### Exercise directions
Give back exactly the lines of the data below, starting with the line that has "pub fn header(&self)" and going on through the line that has "let offset = SER_HEADER_SIZE".
▶
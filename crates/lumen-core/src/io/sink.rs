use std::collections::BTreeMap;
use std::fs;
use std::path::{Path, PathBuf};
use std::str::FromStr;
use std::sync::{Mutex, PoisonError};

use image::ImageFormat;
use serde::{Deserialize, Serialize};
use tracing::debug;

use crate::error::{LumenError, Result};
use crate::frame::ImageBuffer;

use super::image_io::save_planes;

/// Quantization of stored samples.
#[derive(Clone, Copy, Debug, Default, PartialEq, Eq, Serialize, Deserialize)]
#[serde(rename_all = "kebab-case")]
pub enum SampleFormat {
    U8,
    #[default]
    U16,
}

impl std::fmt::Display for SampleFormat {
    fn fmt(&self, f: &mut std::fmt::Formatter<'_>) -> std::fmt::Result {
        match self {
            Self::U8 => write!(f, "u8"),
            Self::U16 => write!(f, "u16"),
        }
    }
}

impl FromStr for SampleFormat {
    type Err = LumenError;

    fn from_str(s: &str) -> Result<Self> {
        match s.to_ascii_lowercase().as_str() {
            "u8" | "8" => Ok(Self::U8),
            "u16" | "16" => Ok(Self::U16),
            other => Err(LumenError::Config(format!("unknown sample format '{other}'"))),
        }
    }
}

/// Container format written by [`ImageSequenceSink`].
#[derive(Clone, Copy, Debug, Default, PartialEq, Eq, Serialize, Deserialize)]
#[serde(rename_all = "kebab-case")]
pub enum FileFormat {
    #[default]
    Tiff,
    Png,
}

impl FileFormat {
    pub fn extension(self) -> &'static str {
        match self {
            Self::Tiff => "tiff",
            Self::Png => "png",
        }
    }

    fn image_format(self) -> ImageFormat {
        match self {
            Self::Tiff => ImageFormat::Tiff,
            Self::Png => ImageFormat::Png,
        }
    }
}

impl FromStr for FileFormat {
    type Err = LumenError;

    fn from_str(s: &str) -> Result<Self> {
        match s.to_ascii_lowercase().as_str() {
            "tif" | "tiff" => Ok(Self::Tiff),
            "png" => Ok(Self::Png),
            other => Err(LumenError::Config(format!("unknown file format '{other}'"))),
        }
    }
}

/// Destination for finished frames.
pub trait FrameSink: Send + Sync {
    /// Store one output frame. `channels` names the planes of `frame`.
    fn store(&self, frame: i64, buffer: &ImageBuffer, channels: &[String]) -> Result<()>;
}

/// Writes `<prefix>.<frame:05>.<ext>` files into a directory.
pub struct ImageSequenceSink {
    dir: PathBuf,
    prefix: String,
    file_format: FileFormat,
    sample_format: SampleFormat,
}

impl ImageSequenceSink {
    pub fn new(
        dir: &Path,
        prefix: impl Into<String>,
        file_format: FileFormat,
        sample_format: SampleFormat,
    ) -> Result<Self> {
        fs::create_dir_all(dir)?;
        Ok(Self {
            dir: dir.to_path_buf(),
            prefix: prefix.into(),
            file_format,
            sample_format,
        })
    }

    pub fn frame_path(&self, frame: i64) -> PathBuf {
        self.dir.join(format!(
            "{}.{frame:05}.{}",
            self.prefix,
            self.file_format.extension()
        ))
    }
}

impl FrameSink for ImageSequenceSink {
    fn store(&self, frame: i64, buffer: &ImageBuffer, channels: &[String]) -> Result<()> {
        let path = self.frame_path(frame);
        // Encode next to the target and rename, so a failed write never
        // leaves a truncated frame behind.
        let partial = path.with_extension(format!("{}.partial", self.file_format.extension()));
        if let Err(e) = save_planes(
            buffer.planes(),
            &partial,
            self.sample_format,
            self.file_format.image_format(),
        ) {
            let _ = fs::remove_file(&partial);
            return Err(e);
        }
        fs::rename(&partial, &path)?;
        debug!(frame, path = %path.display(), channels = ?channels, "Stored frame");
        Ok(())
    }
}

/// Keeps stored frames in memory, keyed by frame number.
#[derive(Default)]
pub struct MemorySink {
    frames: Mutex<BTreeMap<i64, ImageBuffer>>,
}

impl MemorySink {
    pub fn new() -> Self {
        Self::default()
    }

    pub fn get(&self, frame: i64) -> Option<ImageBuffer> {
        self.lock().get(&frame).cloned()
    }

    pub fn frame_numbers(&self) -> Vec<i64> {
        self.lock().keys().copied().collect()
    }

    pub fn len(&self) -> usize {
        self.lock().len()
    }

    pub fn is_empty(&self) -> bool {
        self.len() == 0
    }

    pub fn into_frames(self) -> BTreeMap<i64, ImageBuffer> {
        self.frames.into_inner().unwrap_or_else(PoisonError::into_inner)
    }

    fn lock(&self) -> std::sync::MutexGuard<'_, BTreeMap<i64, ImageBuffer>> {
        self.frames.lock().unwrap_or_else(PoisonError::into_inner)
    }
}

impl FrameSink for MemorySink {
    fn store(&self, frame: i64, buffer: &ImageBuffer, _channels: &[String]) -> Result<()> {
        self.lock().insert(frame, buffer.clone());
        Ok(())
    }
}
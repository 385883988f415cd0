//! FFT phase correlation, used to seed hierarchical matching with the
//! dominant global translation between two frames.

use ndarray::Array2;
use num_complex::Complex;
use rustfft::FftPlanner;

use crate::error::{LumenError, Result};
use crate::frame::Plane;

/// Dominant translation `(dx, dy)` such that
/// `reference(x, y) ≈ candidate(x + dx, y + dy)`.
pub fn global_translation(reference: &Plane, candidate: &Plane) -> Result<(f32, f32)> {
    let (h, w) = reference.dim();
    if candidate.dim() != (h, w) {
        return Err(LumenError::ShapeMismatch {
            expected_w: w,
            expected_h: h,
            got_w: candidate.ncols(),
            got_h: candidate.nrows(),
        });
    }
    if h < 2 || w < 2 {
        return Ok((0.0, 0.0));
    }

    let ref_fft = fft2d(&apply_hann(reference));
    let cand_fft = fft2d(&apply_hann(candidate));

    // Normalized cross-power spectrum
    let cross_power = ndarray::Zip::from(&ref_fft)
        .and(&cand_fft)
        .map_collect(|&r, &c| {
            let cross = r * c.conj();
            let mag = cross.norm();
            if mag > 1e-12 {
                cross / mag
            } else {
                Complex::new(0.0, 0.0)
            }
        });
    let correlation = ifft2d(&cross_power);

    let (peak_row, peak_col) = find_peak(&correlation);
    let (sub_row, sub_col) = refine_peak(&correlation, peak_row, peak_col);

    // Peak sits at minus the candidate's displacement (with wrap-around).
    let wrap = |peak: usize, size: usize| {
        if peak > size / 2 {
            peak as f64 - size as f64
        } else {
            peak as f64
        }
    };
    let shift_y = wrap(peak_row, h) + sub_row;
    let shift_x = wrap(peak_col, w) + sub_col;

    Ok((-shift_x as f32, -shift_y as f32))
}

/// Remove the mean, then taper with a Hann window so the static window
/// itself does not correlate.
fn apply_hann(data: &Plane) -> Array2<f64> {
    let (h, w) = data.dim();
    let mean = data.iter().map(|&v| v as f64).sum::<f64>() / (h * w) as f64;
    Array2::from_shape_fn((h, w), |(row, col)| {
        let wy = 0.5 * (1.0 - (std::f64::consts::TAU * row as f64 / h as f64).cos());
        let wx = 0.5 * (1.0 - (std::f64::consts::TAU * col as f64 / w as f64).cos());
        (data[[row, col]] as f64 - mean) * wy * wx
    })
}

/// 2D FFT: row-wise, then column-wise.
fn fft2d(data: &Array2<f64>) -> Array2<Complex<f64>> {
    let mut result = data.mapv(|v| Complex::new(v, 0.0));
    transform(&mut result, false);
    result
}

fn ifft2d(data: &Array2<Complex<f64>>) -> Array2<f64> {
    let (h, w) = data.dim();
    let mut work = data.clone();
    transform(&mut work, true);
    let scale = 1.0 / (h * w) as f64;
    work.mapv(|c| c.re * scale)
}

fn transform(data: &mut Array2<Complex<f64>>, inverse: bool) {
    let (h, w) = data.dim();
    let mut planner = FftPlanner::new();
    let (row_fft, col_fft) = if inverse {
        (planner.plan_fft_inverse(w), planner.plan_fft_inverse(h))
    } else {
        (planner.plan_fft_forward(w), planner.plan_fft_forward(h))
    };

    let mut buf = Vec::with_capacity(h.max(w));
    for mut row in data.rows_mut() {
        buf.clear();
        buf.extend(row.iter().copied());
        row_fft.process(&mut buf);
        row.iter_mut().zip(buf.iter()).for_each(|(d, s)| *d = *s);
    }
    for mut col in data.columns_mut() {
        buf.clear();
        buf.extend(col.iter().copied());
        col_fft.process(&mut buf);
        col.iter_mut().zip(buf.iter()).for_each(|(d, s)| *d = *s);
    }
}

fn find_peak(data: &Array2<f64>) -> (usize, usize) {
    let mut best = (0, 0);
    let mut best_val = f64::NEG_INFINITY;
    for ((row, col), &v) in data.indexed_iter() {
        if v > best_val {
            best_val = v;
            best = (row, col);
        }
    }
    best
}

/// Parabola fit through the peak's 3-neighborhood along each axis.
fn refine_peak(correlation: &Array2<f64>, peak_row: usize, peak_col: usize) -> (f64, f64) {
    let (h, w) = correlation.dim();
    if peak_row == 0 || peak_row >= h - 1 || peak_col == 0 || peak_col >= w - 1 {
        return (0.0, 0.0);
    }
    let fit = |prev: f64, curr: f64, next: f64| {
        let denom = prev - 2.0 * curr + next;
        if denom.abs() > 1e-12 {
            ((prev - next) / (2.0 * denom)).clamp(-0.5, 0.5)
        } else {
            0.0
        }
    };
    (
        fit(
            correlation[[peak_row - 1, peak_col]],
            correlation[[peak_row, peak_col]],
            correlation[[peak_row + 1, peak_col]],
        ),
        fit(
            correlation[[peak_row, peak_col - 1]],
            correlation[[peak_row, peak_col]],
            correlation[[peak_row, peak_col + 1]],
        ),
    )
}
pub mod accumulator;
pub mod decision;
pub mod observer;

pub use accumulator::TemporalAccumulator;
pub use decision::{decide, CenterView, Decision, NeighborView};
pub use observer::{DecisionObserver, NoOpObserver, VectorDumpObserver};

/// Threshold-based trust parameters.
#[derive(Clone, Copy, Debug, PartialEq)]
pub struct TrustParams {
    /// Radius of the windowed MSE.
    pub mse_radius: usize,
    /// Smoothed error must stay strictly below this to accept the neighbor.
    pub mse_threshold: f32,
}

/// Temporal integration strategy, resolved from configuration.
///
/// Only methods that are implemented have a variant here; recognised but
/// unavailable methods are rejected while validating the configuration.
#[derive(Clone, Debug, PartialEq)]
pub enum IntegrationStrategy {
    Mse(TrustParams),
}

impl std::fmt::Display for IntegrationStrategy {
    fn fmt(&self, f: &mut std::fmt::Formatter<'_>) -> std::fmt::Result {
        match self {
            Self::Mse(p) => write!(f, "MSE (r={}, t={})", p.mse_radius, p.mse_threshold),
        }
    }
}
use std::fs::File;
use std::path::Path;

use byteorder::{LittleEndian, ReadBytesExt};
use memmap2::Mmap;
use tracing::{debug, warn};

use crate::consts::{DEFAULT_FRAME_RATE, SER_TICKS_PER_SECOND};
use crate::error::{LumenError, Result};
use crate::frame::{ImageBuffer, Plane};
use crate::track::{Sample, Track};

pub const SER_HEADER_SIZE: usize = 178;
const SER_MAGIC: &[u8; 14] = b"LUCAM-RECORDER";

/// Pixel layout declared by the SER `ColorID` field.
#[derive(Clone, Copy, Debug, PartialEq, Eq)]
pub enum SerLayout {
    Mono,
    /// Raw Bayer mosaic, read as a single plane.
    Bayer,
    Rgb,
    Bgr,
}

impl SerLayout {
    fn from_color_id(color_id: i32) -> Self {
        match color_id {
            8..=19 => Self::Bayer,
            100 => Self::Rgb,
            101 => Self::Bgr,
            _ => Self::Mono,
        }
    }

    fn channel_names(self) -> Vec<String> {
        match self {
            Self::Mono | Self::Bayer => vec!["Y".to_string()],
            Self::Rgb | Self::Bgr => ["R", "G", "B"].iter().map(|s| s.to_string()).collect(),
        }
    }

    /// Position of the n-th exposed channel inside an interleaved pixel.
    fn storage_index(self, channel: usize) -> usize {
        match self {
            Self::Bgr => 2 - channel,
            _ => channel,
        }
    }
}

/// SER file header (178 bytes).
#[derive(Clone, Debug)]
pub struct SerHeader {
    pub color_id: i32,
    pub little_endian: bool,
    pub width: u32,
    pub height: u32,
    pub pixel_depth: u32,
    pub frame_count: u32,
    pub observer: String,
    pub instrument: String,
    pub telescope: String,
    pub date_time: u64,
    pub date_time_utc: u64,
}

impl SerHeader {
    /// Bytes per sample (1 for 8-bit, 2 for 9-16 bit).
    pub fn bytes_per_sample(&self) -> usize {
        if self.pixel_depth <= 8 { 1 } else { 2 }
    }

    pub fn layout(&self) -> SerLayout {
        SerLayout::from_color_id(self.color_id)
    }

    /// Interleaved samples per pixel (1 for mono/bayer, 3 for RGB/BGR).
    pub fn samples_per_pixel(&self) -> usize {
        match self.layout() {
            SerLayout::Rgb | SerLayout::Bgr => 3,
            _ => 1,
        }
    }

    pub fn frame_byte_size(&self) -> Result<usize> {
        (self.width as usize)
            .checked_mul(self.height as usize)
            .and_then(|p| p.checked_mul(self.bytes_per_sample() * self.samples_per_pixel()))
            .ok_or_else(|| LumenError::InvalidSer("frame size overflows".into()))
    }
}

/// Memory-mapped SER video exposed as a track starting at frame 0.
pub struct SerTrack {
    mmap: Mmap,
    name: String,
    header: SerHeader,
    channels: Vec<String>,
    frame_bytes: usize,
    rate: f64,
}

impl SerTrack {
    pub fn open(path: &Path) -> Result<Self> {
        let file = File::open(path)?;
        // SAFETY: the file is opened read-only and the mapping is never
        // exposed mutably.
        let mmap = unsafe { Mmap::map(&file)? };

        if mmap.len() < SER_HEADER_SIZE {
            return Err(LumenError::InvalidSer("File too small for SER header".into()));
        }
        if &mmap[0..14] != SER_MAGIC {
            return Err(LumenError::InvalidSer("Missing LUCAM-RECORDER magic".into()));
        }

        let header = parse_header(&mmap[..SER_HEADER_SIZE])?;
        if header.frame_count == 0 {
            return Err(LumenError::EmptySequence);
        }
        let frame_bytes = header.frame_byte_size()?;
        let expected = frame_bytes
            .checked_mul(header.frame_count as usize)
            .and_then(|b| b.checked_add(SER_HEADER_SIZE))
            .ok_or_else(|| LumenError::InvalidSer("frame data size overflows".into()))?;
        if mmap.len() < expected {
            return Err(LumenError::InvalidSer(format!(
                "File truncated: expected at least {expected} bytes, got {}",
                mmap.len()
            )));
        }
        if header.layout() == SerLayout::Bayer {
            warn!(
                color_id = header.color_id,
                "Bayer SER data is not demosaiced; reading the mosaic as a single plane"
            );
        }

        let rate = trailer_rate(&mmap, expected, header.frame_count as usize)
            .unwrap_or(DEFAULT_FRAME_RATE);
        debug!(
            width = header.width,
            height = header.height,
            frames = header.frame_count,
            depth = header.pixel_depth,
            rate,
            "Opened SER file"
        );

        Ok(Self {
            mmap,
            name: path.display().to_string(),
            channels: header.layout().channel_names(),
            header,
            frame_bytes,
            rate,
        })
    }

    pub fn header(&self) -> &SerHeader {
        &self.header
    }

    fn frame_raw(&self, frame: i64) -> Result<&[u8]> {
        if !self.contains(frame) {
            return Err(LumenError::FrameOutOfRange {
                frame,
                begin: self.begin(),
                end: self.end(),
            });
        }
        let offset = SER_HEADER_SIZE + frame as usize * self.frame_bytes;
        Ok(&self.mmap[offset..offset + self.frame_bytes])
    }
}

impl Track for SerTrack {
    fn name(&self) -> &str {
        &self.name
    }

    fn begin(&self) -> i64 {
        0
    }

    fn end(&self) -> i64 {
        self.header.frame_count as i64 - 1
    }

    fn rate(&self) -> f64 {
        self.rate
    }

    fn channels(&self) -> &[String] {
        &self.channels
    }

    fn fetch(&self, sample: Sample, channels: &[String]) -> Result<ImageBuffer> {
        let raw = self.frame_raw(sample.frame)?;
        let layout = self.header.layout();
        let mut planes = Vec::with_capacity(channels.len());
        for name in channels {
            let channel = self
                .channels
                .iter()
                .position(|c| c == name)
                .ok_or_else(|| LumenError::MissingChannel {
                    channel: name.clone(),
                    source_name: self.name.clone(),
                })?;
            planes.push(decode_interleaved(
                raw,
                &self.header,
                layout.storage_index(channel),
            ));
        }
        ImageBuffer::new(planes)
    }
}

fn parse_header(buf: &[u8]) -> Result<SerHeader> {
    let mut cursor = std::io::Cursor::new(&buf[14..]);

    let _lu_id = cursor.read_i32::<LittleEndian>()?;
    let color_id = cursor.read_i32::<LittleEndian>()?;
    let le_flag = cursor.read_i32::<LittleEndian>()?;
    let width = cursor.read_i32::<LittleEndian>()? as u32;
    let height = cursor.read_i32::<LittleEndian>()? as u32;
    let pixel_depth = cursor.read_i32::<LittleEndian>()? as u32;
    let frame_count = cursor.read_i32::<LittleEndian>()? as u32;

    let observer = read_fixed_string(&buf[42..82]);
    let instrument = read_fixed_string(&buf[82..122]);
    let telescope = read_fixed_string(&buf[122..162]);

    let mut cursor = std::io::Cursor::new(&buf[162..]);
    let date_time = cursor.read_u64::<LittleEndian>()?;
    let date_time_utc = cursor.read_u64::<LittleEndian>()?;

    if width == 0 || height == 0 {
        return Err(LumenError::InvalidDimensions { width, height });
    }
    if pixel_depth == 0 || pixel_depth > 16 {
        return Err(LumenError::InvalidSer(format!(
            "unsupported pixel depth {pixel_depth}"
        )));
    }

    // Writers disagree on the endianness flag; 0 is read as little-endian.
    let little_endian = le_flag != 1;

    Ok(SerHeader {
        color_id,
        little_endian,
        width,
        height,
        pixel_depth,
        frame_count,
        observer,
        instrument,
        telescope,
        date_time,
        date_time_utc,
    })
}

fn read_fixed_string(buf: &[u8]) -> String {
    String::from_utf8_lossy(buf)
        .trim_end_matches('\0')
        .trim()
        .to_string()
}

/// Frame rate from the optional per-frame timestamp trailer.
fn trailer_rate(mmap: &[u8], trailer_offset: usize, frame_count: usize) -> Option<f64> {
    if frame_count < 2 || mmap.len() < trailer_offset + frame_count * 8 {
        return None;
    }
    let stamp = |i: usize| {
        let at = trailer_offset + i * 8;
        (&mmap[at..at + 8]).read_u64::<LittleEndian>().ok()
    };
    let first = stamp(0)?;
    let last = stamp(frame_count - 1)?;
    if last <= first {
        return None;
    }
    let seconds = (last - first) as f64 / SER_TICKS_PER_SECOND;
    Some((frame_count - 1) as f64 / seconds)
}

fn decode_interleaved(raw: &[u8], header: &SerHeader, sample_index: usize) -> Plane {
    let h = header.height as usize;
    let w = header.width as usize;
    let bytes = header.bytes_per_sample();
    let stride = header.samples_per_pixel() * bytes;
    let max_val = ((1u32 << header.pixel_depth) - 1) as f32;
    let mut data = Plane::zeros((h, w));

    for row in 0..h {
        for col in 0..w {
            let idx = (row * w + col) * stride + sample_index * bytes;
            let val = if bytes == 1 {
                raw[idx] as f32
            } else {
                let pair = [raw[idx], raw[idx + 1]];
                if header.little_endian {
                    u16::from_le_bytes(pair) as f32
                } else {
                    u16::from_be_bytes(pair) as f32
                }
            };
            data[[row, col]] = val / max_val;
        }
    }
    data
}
◀
### Exercise result
    pub fn header(&self) -> &SerHeader {
        &self.header
    }

    fn frame_raw(&self, frame: i64) -> Result<&[u8]> {
        if !self.contains(frame) {
            return Err(LumenError::FrameOutOfRange {
                frame,
                begin: self.begin(),
                end: self.end(),
            });
        }
        let offset = SER_HEADER_SIZE + frame as usize * self.frame_bytes;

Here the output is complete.